Le préjudice résultant de la perte injustifiée de l’emploi ne peut pas être réparé deux fois

La Cour de cassation admet la possibilité pour des salariés d’engager une action en responsabilité extracontractuelle à l’encontre d’une société qui n’est pas leur employeur si celle-ci a commis des manquements ou des actes préjudiciables ayant contribué à la dégradation des résultats de leur employeur et aux licenciements qu’ils ont subis, en application du droit commun de la responsabilité civile (notamment : Cass. soc. 28-9-2010 n° 09-41.243 F-D : RJS 12/10 n° 897 ; Cass. soc. 8-7-2014 n° 13-15.845 FS-D : RJS 10/14 n° 676 ; Cass. soc. 24 mai 2018 n° 16-22.881 FS-PB : RJS 8-9/18 n° 530). Tel était le cas en l’espèce.

Une action contre une banque reconnue responsable de la déconfiture de l’employeur

Des salariés licenciés pour motif économique après le placement en redressement judiciaire de leur employeur étaient intervenus dans une instance devant la juridiction commerciale introduite par les commissaires à l’exécution du plan de cession pour demander réparation du préjudice causé par un établissement bancaire. Il était reproché à celui-ci d’avoir accordé des crédits ruineux à l’entreprise en partie à l’origine de ses difficultés. Même si l’article L 622-20 du Code de commerce accorde le monopole des actions collectives aux organes de la procédure collective, une telle action des salariés est, selon la chambre criminelle de la Cour de cassation, recevable dès lors qu’elle est étrangère à la reconstitution du gage commun des créanciers et tend à la réparation de préjudices spécifiques liés à la perte d’emploi (Cass. com. 2-6-2015 n° 13-24.714 FS-PBR : RJS 10/15 n° 633), cette possibilité d’action ayant été consacrée par la chambre sociale (Cass. soc. 14-11-2007 n° 05-21.237 FS-PB : RJS 1/08 n° 22 ; Cass. soc. 8-7-2014 n° 13-15.845 FS-D précité).
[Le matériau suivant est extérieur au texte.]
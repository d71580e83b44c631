//! Local literal search over the document store.
//!
//! Case-insensitive substring matching with a snippet around the first hit
//! and a density-based relevance score. No index, no I/O: every query scans
//! the extracted text of each stored document.
//!
//! # Scoring
//!
//! ```text
//! relevance = min(round(occurrences / text_chars × 10000), 100)
//! ```
//!
//! Results are sorted by relevance descending; equal scores keep store order.

use crate::models::SearchResult;
use crate::store::DocumentStore;

/// Characters of context kept on each side of the first match.
pub const SNIPPET_RADIUS: usize = 100;

pub const HIGHLIGHT_START: &str = ">>>";
pub const HIGHLIGHT_END: &str = "<<<";
const ELLIPSIS: &str = "...";

/// Search every stored document for `query`.
///
/// An empty (or all-whitespace) query returns no results without scanning.
pub fn search(query: &str, store: &DocumentStore) -> Vec<SearchResult> {
    let needle: Vec<char> = fold(query.trim());
    if needle.is_empty() {
        return Vec::new();
    }

    let mut results: Vec<SearchResult> = store
        .all_entries()
        .filter_map(|(id, text)| score_document(id, text, &needle))
        .collect();

    // Vec::sort_by is stable, so ties keep store order.
    results.sort_by(|a, b| b.relevance.cmp(&a.relevance));
    results
}

fn score_document(id: &str, text: &str, needle: &[char]) -> Option<SearchResult> {
    let chars: Vec<char> = text.chars().collect();
    let folded = fold_chars(&chars);
    let hits = find_all(&folded, needle);
    let first = *hits.first()?;

    Some(SearchResult {
        document_id: id.to_string(),
        snippet: build_snippet(&chars, &folded, needle, first),
        relevance: relevance(hits.len(), chars.len()),
    })
}

/// Density score in `0..=100`.
pub fn relevance(occurrences: usize, text_len: usize) -> u32 {
    if text_len == 0 {
        return 0;
    }
    let density = occurrences as f64 / text_len as f64;
    ((density * 10_000.0).round() as u32).min(100)
}

fn build_snippet(chars: &[char], folded: &[char], needle: &[char], first: usize) -> String {
    let start = first.saturating_sub(SNIPPET_RADIUS);
    let end = (first + needle.len() + SNIPPET_RADIUS).min(chars.len());

    let mut out = String::new();
    if start > 0 {
        out.push_str(ELLIPSIS);
    }
    out.push_str(&highlight(&chars[start..end], &folded[start..end], needle));
    if end < chars.len() {
        out.push_str(ELLIPSIS);
    }
    out
}

/// Wrap every occurrence of `needle` in `window` with highlight markers.
fn highlight(window: &[char], folded: &[char], needle: &[char]) -> String {
    let mut out = String::with_capacity(window.len() + 16);
    let mut cursor = 0;
    for hit in find_all(folded, needle) {
        out.extend(&window[cursor..hit]);
        out.push_str(HIGHLIGHT_START);
        out.extend(&window[hit..hit + needle.len()]);
        out.push_str(HIGHLIGHT_END);
        cursor = hit + needle.len();
    }
    out.extend(&window[cursor..]);
    out
}

/// Start offsets of non-overlapping occurrences, left to right.
fn find_all(haystack: &[char], needle: &[char]) -> Vec<usize> {
    let mut hits = Vec::new();
    if needle.is_empty() || needle.len() > haystack.len() {
        return hits;
    }
    let mut i = 0;
    while i + needle.len() <= haystack.len() {
        if haystack[i..i + needle.len()] == *needle {
            hits.push(i);
            i += needle.len();
        } else {
            i += 1;
        }
    }
    hits
}

// One char in, one char out, so offsets in folded text match the original.
fn fold_char(c: char) -> char {
    c.to_lowercase().next().unwrap_or(c)
}

fn fold(s: &str) -> Vec<char> {
    s.chars().map(fold_char).collect()
}

fn fold_chars(chars: &[char]) -> Vec<char> {
    chars.iter().copied().map(fold_char).collect()
}

/// Print ranked results for the `docchat search` command.
pub fn run_search(query: &str, store: &DocumentStore, limit: Option<usize>) {
    if query.trim().is_empty() {
        println!("No results.");
        return;
    }
    let mut results = search(query, store);
    if let Some(limit) = limit {
        results.truncate(limit);
    }
    print_results(query, &results);
}

/// Numbered listing with relevance and a one-line excerpt.
pub fn print_results(query: &str, results: &[SearchResult]) {
    if results.is_empty() {
        println!("No results found for \"{}\".", query.trim());
        return;
    }
    for (i, result) in results.iter().enumerate() {
        println!("{}. [{}%] {}", i + 1, result.relevance, result.document_id);
        println!("    excerpt: \"{}\"", result.snippet.replace('\n', " ").trim());
        println!();
    }
}

#[cfg(test)]
mod tests {
    use super::*;

    fn store_with(docs: &[(&str, &str)]) -> DocumentStore {
        let mut store = DocumentStore::new();
        for (id, text) in docs {
            store.put(*id, *text).unwrap();
        }
        store
    }

    #[test]
    fn empty_query_returns_nothing() {
        let store = store_with(&[("a.txt", "anything at all")]);
        assert!(search("", &store).is_empty());
        assert!(search("   ", &store).is_empty());
    }

    #[test]
    fn only_matching_document_is_returned() {
        let store = store_with(&[
            ("a.txt", "The quarterly revenue grew by 12%."),
            ("b.txt", "Deployment notes for Kubernetes."),
            ("c.txt", "Meeting minutes and action items."),
        ]);
        let results = search("revenue", &store);
        assert_eq!(results.len(), 1);
        assert_eq!(results[0].document_id, "a.txt");
        assert!(results[0].relevance > 0);
    }

    #[test]
    fn matching_is_case_insensitive() {
        let store = store_with(&[("a.txt", "Rust and RUST and rust")]);
        let results = search("RuSt", &store);
        assert_eq!(results.len(), 1);
        assert_eq!(
            results[0].snippet,
            ">>>Rust<<< and >>>RUST<<< and >>>rust<<<"
        );
    }

    #[test]
    fn more_occurrences_never_score_lower() {
        let a = format!("cat cat {}", "x".repeat(992));
        let b = format!("cat {}", "x".repeat(996));
        assert_eq!(a.len(), b.len());
        let store = store_with(&[("b.txt", b.as_str()), ("a.txt", a.as_str())]);
        let results = search("cat", &store);
        assert_eq!(results.len(), 2);
        assert_eq!(results[0].document_id, "a.txt");
        assert_eq!(results[0].relevance, 20);
        assert_eq!(results[1].relevance, 10);
    }

    #[test]
    fn ties_keep_store_order() {
        let store = store_with(&[("first.txt", "needle"), ("second.txt", "needle")]);
        let ids: Vec<_> = search("needle", &store)
            .into_iter()
            .map(|r| r.document_id)
            .collect();
        assert_eq!(ids, vec!["first.txt", "second.txt"]);
    }

    #[test]
    fn relevance_is_capped_at_100() {
        assert_eq!(relevance(1, 3), 100);
        assert_eq!(relevance(1, 10_000), 1);
        assert_eq!(relevance(0, 50), 0);
        assert_eq!(relevance(0, 0), 0);
    }

    #[test]
    fn snippet_is_clipped_around_first_match() {
        let text = format!("{}needle{}", "a".repeat(150), "b".repeat(150));
        let store = store_with(&[("long.txt", text.as_str())]);
        let results = search("needle", &store);
        let expected = format!(
            "...{}>>>needle<<<{}...",
            "a".repeat(SNIPPET_RADIUS),
            "b".repeat(SNIPPET_RADIUS)
        );
        assert_eq!(results[0].snippet, expected);
    }

    #[test]
    fn snippet_at_text_bounds_has_no_ellipsis() {
        let store = store_with(&[("s.txt", "needle in a short text")]);
        let results = search("needle", &store);
        assert_eq!(results[0].snippet, ">>>needle<<< in a short text");
    }

    #[test]
    fn query_is_literal_not_a_pattern() {
        let store = store_with(&[("r.txt", "costs (approx.) $5.00 total")]);
        let results = search("$5.00", &store);
        assert_eq!(results.len(), 1);
        assert!(search("c.sts", &store).is_empty());
    }

    #[test]
    fn summaries_are_not_searched() {
        let mut store = store_with(&[("a.txt", "plain content")]);
        store.put_summary("a.txt", "mentions zebra");
        assert!(search("zebra", &store).is_empty());
    }

    #[test]
    fn multibyte_text_keeps_char_offsets() {
        let store = store_with(&[("u.txt", "Café ÉCLAIR and éclair")]);
        let results = search("éclair", &store);
        assert_eq!(results[0].snippet, "Café >>>ÉCLAIR<<< and >>>éclair<<<");
    }
}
Rappelons que la juridiction prud’homale n’est pas compétente pour statuer en responsabilité contre un tiers lorsque la qualité de coemployeur de celui-ci n’est pas invoquée (Cass. soc. 24-5-2018 n° 16-22.881 FS-PB : RJS 8-9/18 n° 530).

La responsabilité de la banque dans la déconfiture de la société employeur a, ici, été reconnue, ouvrant la voie à la réparation du préjudice subi par les salariés. Dans un tel cas, ces derniers peuvent notamment prétendre à la réparation de leur préjudice constitué par la perte de leur emploi (Cass. soc. 8-7-2014 n° 13-15.470 FS-PB : RJS 10/14 n° 703).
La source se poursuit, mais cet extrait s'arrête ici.